Look through the entries for the string "index" and copy every line where it shows up.

(Collected data)
────────────────────

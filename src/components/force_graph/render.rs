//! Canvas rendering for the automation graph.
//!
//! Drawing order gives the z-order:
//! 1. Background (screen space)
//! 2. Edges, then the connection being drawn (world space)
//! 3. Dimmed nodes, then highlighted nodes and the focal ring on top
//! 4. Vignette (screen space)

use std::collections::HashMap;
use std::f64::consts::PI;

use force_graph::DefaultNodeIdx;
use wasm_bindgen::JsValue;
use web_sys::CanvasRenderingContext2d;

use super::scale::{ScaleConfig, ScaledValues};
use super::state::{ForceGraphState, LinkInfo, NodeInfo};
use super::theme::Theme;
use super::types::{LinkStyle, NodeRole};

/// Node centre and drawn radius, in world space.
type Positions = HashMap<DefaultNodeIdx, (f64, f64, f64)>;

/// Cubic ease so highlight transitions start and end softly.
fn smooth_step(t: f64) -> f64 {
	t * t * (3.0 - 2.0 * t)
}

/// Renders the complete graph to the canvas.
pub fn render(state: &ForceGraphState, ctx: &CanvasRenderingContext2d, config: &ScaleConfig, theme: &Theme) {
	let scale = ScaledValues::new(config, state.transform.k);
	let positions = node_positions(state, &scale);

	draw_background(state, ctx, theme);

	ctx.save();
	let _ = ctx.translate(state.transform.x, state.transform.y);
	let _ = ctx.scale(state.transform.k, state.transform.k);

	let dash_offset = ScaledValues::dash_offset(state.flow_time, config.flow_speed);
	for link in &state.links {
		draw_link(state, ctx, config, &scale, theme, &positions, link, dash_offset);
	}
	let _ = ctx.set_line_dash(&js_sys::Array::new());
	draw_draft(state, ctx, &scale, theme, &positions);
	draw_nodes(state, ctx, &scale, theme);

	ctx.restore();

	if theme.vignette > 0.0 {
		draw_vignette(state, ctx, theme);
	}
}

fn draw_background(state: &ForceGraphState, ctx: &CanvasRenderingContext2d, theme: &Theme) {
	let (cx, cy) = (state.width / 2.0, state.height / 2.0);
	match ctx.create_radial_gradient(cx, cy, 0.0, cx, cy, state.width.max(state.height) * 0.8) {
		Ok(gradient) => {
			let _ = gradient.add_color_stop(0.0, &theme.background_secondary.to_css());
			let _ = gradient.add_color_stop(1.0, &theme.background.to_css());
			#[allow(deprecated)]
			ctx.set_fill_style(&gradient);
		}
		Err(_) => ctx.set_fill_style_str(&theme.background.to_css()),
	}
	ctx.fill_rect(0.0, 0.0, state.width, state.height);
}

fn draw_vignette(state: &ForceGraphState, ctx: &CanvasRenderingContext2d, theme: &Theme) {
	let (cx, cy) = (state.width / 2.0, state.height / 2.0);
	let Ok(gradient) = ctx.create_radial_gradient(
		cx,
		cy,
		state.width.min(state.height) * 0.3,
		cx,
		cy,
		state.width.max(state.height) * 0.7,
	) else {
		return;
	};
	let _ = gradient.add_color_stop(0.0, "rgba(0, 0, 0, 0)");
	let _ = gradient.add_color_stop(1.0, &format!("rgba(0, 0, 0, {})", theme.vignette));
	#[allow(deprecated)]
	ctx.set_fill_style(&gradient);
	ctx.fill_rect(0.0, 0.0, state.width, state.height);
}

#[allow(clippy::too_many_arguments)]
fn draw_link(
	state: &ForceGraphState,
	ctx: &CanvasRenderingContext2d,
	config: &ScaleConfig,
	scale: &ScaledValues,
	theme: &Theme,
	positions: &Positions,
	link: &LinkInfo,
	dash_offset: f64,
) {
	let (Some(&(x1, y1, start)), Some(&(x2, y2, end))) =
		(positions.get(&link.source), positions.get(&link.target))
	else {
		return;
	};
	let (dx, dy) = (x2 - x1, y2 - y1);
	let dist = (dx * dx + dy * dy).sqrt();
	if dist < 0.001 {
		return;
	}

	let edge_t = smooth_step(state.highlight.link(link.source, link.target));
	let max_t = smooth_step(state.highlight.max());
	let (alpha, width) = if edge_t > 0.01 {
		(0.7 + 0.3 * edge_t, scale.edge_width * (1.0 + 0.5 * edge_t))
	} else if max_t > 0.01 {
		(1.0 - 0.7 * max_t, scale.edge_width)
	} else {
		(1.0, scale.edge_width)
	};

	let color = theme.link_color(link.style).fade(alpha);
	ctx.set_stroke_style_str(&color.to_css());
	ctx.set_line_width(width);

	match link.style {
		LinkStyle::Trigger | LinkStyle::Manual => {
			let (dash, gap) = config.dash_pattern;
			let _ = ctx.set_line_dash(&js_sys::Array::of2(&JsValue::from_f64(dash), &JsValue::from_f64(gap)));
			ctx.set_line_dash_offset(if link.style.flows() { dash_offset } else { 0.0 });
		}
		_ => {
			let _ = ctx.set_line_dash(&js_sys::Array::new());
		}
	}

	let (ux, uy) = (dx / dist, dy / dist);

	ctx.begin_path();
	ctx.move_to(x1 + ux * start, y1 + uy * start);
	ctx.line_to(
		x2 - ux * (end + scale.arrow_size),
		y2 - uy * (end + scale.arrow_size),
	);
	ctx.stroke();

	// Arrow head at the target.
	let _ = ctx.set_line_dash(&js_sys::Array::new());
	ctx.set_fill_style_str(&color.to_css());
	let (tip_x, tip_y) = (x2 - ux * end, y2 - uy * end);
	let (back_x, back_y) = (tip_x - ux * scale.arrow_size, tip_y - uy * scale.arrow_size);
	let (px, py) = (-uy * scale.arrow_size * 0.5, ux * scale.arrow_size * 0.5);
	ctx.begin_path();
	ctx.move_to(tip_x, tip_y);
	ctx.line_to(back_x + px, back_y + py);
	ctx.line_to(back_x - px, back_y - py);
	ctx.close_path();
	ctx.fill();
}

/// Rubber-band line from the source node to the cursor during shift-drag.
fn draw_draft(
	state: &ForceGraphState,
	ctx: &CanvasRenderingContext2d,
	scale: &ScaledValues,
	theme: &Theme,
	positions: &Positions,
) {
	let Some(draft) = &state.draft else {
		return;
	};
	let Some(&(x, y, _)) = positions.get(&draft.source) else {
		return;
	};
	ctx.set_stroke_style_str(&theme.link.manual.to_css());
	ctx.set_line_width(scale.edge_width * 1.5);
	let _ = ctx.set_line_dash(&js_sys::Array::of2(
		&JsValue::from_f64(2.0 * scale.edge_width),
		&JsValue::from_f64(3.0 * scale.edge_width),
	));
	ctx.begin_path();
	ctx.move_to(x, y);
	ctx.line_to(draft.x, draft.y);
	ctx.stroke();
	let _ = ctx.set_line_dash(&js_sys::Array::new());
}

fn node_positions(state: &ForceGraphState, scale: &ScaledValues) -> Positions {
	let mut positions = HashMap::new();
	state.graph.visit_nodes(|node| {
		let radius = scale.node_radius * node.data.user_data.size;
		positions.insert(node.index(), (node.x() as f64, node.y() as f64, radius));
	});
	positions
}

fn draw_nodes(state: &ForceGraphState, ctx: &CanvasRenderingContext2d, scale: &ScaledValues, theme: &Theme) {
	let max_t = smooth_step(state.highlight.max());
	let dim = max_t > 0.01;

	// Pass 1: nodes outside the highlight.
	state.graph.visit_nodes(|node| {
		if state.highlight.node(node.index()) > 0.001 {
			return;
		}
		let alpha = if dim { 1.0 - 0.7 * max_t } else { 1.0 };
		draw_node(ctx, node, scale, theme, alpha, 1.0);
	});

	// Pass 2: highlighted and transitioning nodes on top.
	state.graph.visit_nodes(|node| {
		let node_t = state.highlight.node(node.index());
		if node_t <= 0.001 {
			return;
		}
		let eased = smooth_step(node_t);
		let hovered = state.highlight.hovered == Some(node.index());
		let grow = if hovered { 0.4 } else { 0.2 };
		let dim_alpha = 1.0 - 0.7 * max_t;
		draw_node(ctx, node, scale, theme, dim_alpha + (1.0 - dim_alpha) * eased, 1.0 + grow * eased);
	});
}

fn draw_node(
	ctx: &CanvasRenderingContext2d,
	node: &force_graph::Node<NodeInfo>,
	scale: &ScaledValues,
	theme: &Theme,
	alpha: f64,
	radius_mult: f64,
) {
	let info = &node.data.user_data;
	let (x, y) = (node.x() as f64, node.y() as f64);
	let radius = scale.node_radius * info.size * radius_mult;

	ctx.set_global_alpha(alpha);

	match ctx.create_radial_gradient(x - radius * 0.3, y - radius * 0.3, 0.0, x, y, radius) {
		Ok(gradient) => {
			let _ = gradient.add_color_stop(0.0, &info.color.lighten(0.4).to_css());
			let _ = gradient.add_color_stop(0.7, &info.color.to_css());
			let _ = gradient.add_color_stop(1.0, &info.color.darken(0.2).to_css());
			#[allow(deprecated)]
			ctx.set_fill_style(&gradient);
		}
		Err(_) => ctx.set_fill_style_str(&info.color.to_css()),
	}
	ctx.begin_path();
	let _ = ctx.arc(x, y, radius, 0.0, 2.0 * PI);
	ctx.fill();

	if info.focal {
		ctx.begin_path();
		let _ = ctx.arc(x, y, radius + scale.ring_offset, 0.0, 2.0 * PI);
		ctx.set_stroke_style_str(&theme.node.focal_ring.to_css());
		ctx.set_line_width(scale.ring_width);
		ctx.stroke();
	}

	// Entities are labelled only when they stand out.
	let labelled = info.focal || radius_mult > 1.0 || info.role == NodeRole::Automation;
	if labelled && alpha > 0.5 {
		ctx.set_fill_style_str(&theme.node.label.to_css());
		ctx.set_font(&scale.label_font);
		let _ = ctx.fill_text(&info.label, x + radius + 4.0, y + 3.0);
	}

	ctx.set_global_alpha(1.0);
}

────────────────────

• RESPONSE BELOW
		positions.insert(node.index(), (node.x() as f64, node.y() as f64, radius));
		if state.highlight.node(node.index()) > 0.001 {
		let node_t = state.highlight.node(node.index());
		let hovered = state.highlight.hovered == Some(node.index());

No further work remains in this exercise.